In 1986, he was convicted of mail fraud, beginning his sentence on 25 September 1986. He was additionally convicted of tax fraud in 1989. While incarcerated at the Federal Correctional Institution, Ashland, Starchild won third prize in the essay section of the Prison Writing Awards 1990–1991 for his essay, Rape as Punishment. He also had an article published in the Journal of Psychohistory in 1990, titled "Rape of youth in prisons and juvenile facilities", in which he compared and contrasted prison rape in the United States, Britain, Latin America, South Africa, and Turkey, finding that the phenomenon often exhibited cultural differences by region and country.

==1990s==
In 1992, after his release from prison, Starchild appealed his parole conditions that he must live and work in the United States for approximately five years on the grounds, among others, that as a citizen of the Dominican Republic, he should have been allowed to return to his own country after the completion of his sentence. The Court of Appeals for the Eighth Circuit ruled in October 1992 that they did not have jurisdiction in the matter. It is unclear when Starchild became a citizen of the Dominican Republic or whether he ever gave up his American citizenship.

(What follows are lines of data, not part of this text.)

// ============================================================================
// SECTION: Evaluation
// ============================================================================

#[test]
fn evaluate_payload_includes_asset_attribute() {
    let (client, _, _) = client_with(valid_config(), vec![decision_body("Allow", "ok")]);
    let decision = client.evaluate_access("alice", "/usr/bin/passwd", "");
    assert!(decision.is_allowed());
    assert_eq!(decision.action, "execute");
    assert_eq!(
        client.transport().last_payload(),
        json!({
            "principal": {"id": "alice"},
            "queries": [{
                "action": "execute",
                "assetId": "/usr/bin/passwd",
                "asset": {"type": "/usr/bin/passwd"}
            }]
        })
    );
}

#[test]
fn id_attribute_omits_asset_object() {
    let config = AccessConfig {
        asset_attribute: "id".to_string(),
        ..valid_config()
    };
    let (client, _, _) = client_with(config, vec![decision_body("Deny", "")]);
    let _ = client.evaluate_access("alice", "/bin/ls", "run");
    let payload = client.transport().last_payload();
    assert_eq!(payload["queries"][0], json!({"action": "run", "assetId": "/bin/ls"}));
}

#[test]
fn deny_carries_reason() {
    let (client, _, _) = client_with(valid_config(), vec![decision_body("Deny", "not permitted")]);
    let decision = client.evaluate_access("alice", "/usr/bin/passwd", "execute");
    assert!(decision.is_denied());
    assert_eq!(decision.reason, "not permitted");
}

#[test]
fn empty_or_missing_decisions_are_errors() {
    for body in [json!({"decisions": []}), json!({})] {
        let (client, _, _) = client_with(valid_config(), vec![Outcome::Body(body)]);
        let decision = client.evaluate_access("alice", "/bin/ls", "execute");
        assert_eq!(decision.result, AccessResult::Error);
        assert_eq!(decision.error_message.as_deref(), Some("no decisions in response"));
    }
}

#[test]
fn unknown_decision_names_literal() {
    let (client, _, _) = client_with(valid_config(), vec![decision_body("Maybe", "")]);
    let decision = client.evaluate_access("alice", "/bin/ls", "execute");
    assert!(decision.is_error());
    assert!(decision.error_message.unwrap().contains("Maybe"));
}

// ============================================================================
// SECTION: Retry Behavior
// ============================================================================

#[test]
fn retryable_failure_uses_every_attempt() {
    let config = AccessConfig {
        retry_count: 3,
        ..valid_config()
    };
    let (client, pause, _) = client_with(config, vec![Outcome::Status(503)]);
    let decision = client.evaluate_access("alice", "/bin/ls", "execute");
    assert_eq!(decision.result, AccessResult::NetworkError);
    assert_eq!(client.transport().calls(), 4);
    assert_eq!(pause.0.load(Ordering::SeqCst), 3);
}

#[test]
fn timeouts_are_retried_then_reported() {
    let (client, pause, _) = client_with(valid_config(), vec![Outcome::Timeout]);
    assert_eq!(client.check_access("alice", "/bin/ls", "execute"), AccessResult::TimeoutError);
    assert_eq!(client.transport().calls(), 3);
    assert_eq!(pause.0.load(Ordering::SeqCst), 2);
}

#[test]
fn auth_error_aborts_after_one_attempt() {
    let (client, pause, _) = client_with(valid_config(), vec![Outcome::Status(401)]);
    let decision = client.evaluate_access("alice", "/bin/ls", "execute");
    assert_eq!(decision.result, AccessResult::AuthError);
    assert_eq!(client.transport().calls(), 1);
    assert_eq!(pause.0.load(Ordering::SeqCst), 0);
}

#[test]
fn transient_failure_then_success_is_allowed() {
    let (client, _, _) =
        client_with(valid_config(), vec![Outcome::Status(502), decision_body("Allow", "")]);
    assert!(client.evaluate_access("alice", "/bin/ls", "execute").is_allowed());
    assert_eq!(client.transport().calls(), 2);
}

#[test]
fn each_call_gets_a_fresh_request_id() {
    let (client, _, _) = client_with(valid_config(), vec![decision_body("Allow", "")]);
    let first = client.evaluate_access("alice", "/bin/ls", "execute");
    let second = client.evaluate_access("alice", "/bin/ls", "execute");
    assert_ne!(first.request_id, second.request_id);
}

// ============================================================================
// SECTION: Batch Evaluation
// ============================================================================

#[test]
fn batch_maps_decisions_by_position() {
    let body = json!({"decisions": [
        {"decision": "Allow"},
        {"decision": "Deny", "reason": "no"}
    ]});
    let (client, _, _) = client_with(valid_config(), vec![Outcome::Body(body)]);
    let decisions = client.evaluate_access_batch(
        "alice",
        &[("/bin/ls", ""), ("/bin/rm", "delete"), ("/bin/cat", "read")],
    );
    assert_eq!(decisions.len(), 3);
    assert!(decisions[0].is_allowed());
    assert_eq!(decisions[0].action, "execute");
    assert!(decisions[1].is_denied());
    assert_eq!(decisions[1].asset_id, "/bin/rm");
    assert_eq!(decisions[2].result, AccessResult::Error);
    assert_eq!(decisions[2].error_message.as_deref(), Some("no decision for query"));
    let payload = client.transport().last_payload();
    assert_eq!(payload["queries"].as_array().unwrap().len(), 3);
    assert_eq!(client.transport().calls(), 1);
}
//! Error codes of fatal optimizer failures
//!
//! Every fatal condition the optimizer can report carries a stable code so
//! compilation failures can be matched in logs and bug reports.
//!
//! - E5000-E5999: the input graph has a shape the pass does not accept
//! - E9000-E9999: internal inconsistencies of the analysis
//!
//! Within each range the hundreds digit selects the pass; 1 is the partial
//! escape analysis.

use std::fmt;

#[derive(Debug, Clone, Copy, PartialEq, Eq, Hash)]
pub struct ErrorCode {
    pub code: u16,
    pub category: &'static str,
    pub description: &'static str,
    pub help: Option<&'static str>,
}

impl ErrorCode {
    /// "E9101" style rendering
    pub fn format_code(&self) -> String {
        format_error_code(self.code)
    }
}

impl fmt::Display for ErrorCode {
    fn fmt(&self, f: &mut fmt::Formatter<'_>) -> fmt::Result {
        write!(f, "{} [{}]: {}", self.format_code(), self.category, self.description)?;
        if let Some(help) = self.help {
            write!(f, " (help: {})", help)?;
        }
        Ok(())
    }
}

pub const CFG_UNSUPPORTED: u16 = 5101;
pub const GRAPH_MUTATION_FAILED: u16 = 5102;
pub const LOCK_COUNT_MISMATCH: u16 = 9101;
pub const MONITOR_UNDERFLOW: u16 = 9102;
pub const UNRESOLVED_MATERIALIZATION_CYCLE: u16 = 9103;
pub const LOOP_ITERATION_LIMIT: u16 = 9104;
pub const BLOCK_SCHEDULE_STUCK: u16 = 9105;
pub const MISSING_LOOP_STATE: u16 = 9106;
pub const INVALID_GRAPH: u16 = 9107;
pub const UNKNOWN: u16 = 9999;

const fn code(
    code: u16,
    category: &'static str,
    description: &'static str,
    help: Option<&'static str>,
) -> ErrorCode {
    ErrorCode {
        code,
        category,
        description,
        help,
    }
}

/// Every registered code, sorted by number.
pub static ERROR_CODES: &[ErrorCode] = &[
    code(
        CFG_UNSUPPORTED,
        "Graph shape",
        "Control flow shape not supported by escape analysis",
        Some("split critical edges and loop exits before running the pass"),
    ),
    code(
        GRAPH_MUTATION_FAILED,
        "Graph shape",
        "Applying a recorded graph edit failed",
        None,
    ),
    code(
        LOCK_COUNT_MISMATCH,
        "Internal",
        "Virtual object lock counts disagree at a merge",
        None,
    ),
    code(
        MONITOR_UNDERFLOW,
        "Internal",
        "Monitor exit on a virtual object that holds no lock",
        None,
    ),
    code(
        UNRESOLVED_MATERIALIZATION_CYCLE,
        "Internal",
        "Materialization cycle could not be resolved",
        None,
    ),
    code(
        LOOP_ITERATION_LIMIT,
        "Internal",
        "Loop state did not converge within the iteration limit",
        Some("raise max_loop_iterations or report the graph that triggers it"),
    ),
    code(
        BLOCK_SCHEDULE_STUCK,
        "Internal",
        "No block on the worklist can be processed",
        None,
    ),
    code(
        MISSING_LOOP_STATE,
        "Internal",
        "Loop back edge or exit was never reached",
        None,
    ),
    code(
        INVALID_GRAPH,
        "Internal",
        "Graph is inconsistent with the analysis state",
        None,
    ),
    code(UNKNOWN, "Internal", "Unknown error", None),
];

pub fn lookup(code: u16) -> Option<&'static ErrorCode> {
    ERROR_CODES
        .binary_search_by_key(&code, |c| c.code)
        .ok()
        .map(|index| &ERROR_CODES[index])
}

/// Look up a code written as "E9101".
pub fn lookup_str(code: &str) -> Option<&'static ErrorCode> {
    parse_error_code(code).and_then(lookup)
}

pub fn is_registered(code: u16) -> bool {
    lookup(code).is_some()
}

/// Registered codes in `start..=end`.
pub fn codes_in_range(start: u16, end: u16) -> impl Iterator<Item = &'static ErrorCode> {
    ERROR_CODES
        .iter()
        .filter(move |c| (start..=end).contains(&c.code))
}

pub fn format_error_code(code: u16) -> String {
    format!("E{:04}", code)
}

pub fn parse_error_code(code: &str) -> Option<u16> {
    code.strip_prefix('E')?.parse::<u16>().ok()
}
//! Per-node transfer rules
//!
//! Every scheduled node is classified into a [`NodeCategory`]. Allocations
//! within the size limits become virtual objects; nodes that touch a tracked
//! object either operate on the abstract state or force the object to be
//! materialized first.

use super::context::AnalysisContext;
use super::effects::{Effect, EffectList};
use super::state::{BlockState, ObjectState};
use super::EscapeAnalysisError;
use crate::ir::{Constant, FieldRef, Node, NodeId, NodeKind, TypeRef, VirtualObjectId};
use indexmap::IndexSet;
use log::{debug, trace};

/// How the analysis treats a node
#[derive(Debug, Clone, Copy, PartialEq, Eq)]
pub enum NodeCategory {
    /// Instance or array allocation
    Allocation,
    /// Forwards its first input (`Pi`, `ValueProxy`)
    Identity,
    TypeCheck(TypeRef),
    NullCheck,
    MonitorEnter,
    MonitorExit,
    LoadField(FieldRef),
    StoreField(FieldRef),
    LoadIndexed,
    StoreIndexed,
    ArrayLength,
    LoadHub,
    ReferenceEquals,
    /// Finalizer registration, removable for classes without finalizers
    RegisterFinalizer,
    /// Known consumer that lets its inputs escape
    Escaping,
    /// Anything the analysis has no rule for
    Unclassified,
    /// Never has a tracked object as input
    Inert,
}

pub fn classify(kind: &NodeKind) -> NodeCategory {
    match kind {
        NodeKind::NewInstance { .. } | NodeKind::NewArray { .. } => NodeCategory::Allocation,
        NodeKind::Pi | NodeKind::ValueProxy { .. } => NodeCategory::Identity,
        NodeKind::CheckCast { target } => NodeCategory::TypeCheck(*target),
        NodeKind::IsNull => NodeCategory::NullCheck,
        NodeKind::MonitorEnter => NodeCategory::MonitorEnter,
        NodeKind::MonitorExit => NodeCategory::MonitorExit,
        NodeKind::LoadField { field } => NodeCategory::LoadField(*field),
        NodeKind::StoreField { field } => NodeCategory::StoreField(*field),
        NodeKind::LoadIndexed { .. } => NodeCategory::LoadIndexed,
        NodeKind::StoreIndexed { .. } => NodeCategory::StoreIndexed,
        NodeKind::ArrayLength => NodeCategory::ArrayLength,
        NodeKind::LoadHub => NodeCategory::LoadHub,
        NodeKind::ObjectEquals => NodeCategory::ReferenceEquals,
        NodeKind::RegisterFinalizer => NodeCategory::RegisterFinalizer,
        NodeKind::Invoke { .. }
        | NodeKind::Return
        | NodeKind::UnsafeLoad
        | NodeKind::UnsafeStore
        | NodeKind::CompareAndSwap
        | NodeKind::Materialize { .. }
        | NodeKind::PatchField { .. } => NodeCategory::Escaping,
        NodeKind::Arithmetic(_)
        | NodeKind::Compare(_)
        | NodeKind::If
        | NodeKind::Opaque { .. } => NodeCategory::Unclassified,
        NodeKind::Start
        | NodeKind::Parameter { .. }
        | NodeKind::Constant(_)
        | NodeKind::Phi { .. }
        | NodeKind::FrameState { .. }
        | NodeKind::VirtualObject { .. }
        | NodeKind::VirtualObjectState { .. }
        | NodeKind::MaterializedObjectState => NodeCategory::Inert,
    }
}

Starchild became active on the internet, posting in Usenet and being described in an academic journal in 1998 as "an offshore finance proselytizer who is prominent on the World Wide Web, [who] encourages investors to dispense with what he views as ancient, irrational, primordial sentiments and attachments, and instead to embrace a late capitalist nomadism he terms 'PT.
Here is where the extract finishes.